(Stored data entries)
__________

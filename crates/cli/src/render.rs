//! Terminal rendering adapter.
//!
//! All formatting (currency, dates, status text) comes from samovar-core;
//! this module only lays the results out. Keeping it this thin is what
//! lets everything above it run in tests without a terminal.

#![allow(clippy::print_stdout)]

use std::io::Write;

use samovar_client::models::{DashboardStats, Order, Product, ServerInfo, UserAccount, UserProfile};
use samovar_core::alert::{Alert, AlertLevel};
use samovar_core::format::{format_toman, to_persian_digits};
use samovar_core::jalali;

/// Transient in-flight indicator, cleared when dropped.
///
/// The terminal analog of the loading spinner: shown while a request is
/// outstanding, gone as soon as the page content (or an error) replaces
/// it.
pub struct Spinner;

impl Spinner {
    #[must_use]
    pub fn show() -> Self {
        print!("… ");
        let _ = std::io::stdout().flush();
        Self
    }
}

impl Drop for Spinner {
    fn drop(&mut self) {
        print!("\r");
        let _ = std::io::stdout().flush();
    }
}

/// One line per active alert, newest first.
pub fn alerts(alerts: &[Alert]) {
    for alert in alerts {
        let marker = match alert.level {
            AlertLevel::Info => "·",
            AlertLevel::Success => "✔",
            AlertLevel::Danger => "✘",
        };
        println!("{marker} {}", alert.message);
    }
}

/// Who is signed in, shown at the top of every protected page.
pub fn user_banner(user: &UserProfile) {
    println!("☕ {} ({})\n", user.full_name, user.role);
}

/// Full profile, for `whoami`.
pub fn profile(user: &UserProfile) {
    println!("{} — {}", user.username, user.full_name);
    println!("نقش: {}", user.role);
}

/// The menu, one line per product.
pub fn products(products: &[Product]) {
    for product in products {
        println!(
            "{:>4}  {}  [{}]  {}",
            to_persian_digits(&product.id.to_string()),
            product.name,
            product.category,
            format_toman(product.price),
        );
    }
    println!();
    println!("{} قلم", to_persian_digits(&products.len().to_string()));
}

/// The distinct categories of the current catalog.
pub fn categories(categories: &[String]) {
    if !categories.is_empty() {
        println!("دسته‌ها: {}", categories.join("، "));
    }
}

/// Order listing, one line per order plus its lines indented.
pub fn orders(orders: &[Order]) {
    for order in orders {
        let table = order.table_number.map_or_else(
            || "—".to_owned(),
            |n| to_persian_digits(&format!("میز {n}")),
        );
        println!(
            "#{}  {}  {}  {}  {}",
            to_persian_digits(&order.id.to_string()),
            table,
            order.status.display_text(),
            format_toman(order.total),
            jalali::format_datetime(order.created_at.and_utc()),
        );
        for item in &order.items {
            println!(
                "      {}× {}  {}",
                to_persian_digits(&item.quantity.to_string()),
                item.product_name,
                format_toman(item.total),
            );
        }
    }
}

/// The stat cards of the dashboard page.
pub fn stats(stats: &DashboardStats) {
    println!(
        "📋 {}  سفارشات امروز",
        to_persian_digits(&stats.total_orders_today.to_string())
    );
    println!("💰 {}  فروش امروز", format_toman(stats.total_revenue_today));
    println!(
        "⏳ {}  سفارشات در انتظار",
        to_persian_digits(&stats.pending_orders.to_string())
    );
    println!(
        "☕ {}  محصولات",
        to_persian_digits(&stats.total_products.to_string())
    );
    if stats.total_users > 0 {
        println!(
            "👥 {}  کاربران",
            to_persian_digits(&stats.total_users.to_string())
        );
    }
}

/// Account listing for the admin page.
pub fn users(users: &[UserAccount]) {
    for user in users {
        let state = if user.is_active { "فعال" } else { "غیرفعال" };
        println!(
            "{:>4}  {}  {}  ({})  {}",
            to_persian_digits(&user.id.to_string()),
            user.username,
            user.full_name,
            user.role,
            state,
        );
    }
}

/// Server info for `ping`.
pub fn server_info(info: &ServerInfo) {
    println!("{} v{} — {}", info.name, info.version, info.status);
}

__________

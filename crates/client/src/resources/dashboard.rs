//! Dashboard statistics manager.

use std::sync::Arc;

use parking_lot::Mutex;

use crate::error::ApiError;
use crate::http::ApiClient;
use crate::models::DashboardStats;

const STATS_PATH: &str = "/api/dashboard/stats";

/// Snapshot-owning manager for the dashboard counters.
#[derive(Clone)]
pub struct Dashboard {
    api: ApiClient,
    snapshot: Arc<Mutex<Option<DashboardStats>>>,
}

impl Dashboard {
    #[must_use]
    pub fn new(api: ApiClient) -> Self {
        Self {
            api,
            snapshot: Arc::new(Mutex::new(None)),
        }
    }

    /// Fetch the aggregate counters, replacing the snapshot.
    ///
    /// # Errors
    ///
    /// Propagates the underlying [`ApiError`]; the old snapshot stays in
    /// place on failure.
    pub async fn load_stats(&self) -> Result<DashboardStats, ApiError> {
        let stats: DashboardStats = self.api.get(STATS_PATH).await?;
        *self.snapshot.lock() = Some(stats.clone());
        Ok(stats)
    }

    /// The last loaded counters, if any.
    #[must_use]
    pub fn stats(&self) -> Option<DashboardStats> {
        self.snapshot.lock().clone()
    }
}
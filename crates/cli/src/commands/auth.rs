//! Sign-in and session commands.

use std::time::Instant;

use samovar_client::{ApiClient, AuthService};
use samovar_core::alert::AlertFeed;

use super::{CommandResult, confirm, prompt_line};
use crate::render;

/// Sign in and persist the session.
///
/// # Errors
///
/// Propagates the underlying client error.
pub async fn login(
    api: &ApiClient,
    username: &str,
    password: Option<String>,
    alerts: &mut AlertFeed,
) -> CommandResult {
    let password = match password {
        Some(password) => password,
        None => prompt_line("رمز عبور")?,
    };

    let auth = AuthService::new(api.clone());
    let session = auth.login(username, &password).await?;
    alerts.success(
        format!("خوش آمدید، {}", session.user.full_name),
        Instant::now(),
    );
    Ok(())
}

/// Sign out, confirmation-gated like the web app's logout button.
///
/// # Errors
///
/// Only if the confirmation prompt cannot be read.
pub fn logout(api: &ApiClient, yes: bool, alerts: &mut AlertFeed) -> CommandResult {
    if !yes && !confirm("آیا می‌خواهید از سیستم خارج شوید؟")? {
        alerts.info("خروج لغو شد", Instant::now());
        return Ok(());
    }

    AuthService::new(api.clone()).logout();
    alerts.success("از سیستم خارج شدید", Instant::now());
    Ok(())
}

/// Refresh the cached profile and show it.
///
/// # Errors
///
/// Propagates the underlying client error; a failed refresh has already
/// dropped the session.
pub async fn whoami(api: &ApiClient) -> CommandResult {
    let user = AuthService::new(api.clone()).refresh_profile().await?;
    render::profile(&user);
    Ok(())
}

__________

== TASK ==
Please give an exact copy of the lines above, beginning with the line containing "use crate::http::ApiClient;" and running through the line containing "pub fn logout(api: &ApiClient, yes: bool, alerts: &mut", and of no other lines.

== RESPONSE BOX ==
use crate::http::ApiClient;
use crate::models::DashboardStats;

const STATS_PATH: &str = "/api/dashboard/stats";

/// Snapshot-owning manager for the dashboard counters.
#[derive(Clone)]
pub struct Dashboard {
    api: ApiClient,
    snapshot: Arc<Mutex<Option<DashboardStats>>>,
}

impl Dashboard {
    #[must_use]
    pub fn new(api: ApiClient) -> Self {
        Self {
            api,
            snapshot: Arc::new(Mutex::new(None)),
        }
    }

    /// Fetch the aggregate counters, replacing the snapshot.
    ///
    /// # Errors
    ///
    /// Propagates the underlying [`ApiError`]; the old snapshot stays in
    /// place on failure.
    pub async fn load_stats(&self) -> Result<DashboardStats, ApiError> {
        let stats: DashboardStats = self.api.get(STATS_PATH).await?;
        *self.snapshot.lock() = Some(stats.clone());
        Ok(stats)
    }

    /// The last loaded counters, if any.
    #[must_use]
    pub fn stats(&self) -> Option<DashboardStats> {
        self.snapshot.lock().clone()
    }
}
filename crates/cli/src/commands/auth.rs
//! Sign-in and session commands.

use std::time::Instant;

use samovar_client::{ApiClient, AuthService};
use samovar_core::alert::AlertFeed;

use super::{CommandResult, confirm, prompt_line};
use crate::render;

/// Sign in and persist the session.
///
/// # Errors
///
/// Propagates the underlying client error.
pub async fn login(
    api: &ApiClient,
    username: &str,
    password: Option<String>,
    alerts: &mut AlertFeed,
) -> CommandResult {
    let password = match password {
        Some(password) => password,
        None => prompt_line("رمز عبور")?,
    };

    let auth = AuthService::new(api.clone());
    let session = auth.login(username, &password).await?;
    alerts.success(
        format!("خوش آمدید، {}", session.user.full_name),
        Instant::now(),
    );
    Ok(())
}

/// Sign out, confirmation-gated like the web app's logout button.
///
/// # Errors
///
/// Only if the confirmation prompt cannot be read.
pub fn logout(api: &ApiClient, yes: bool, alerts: &mut AlertFeed) -> CommandResult {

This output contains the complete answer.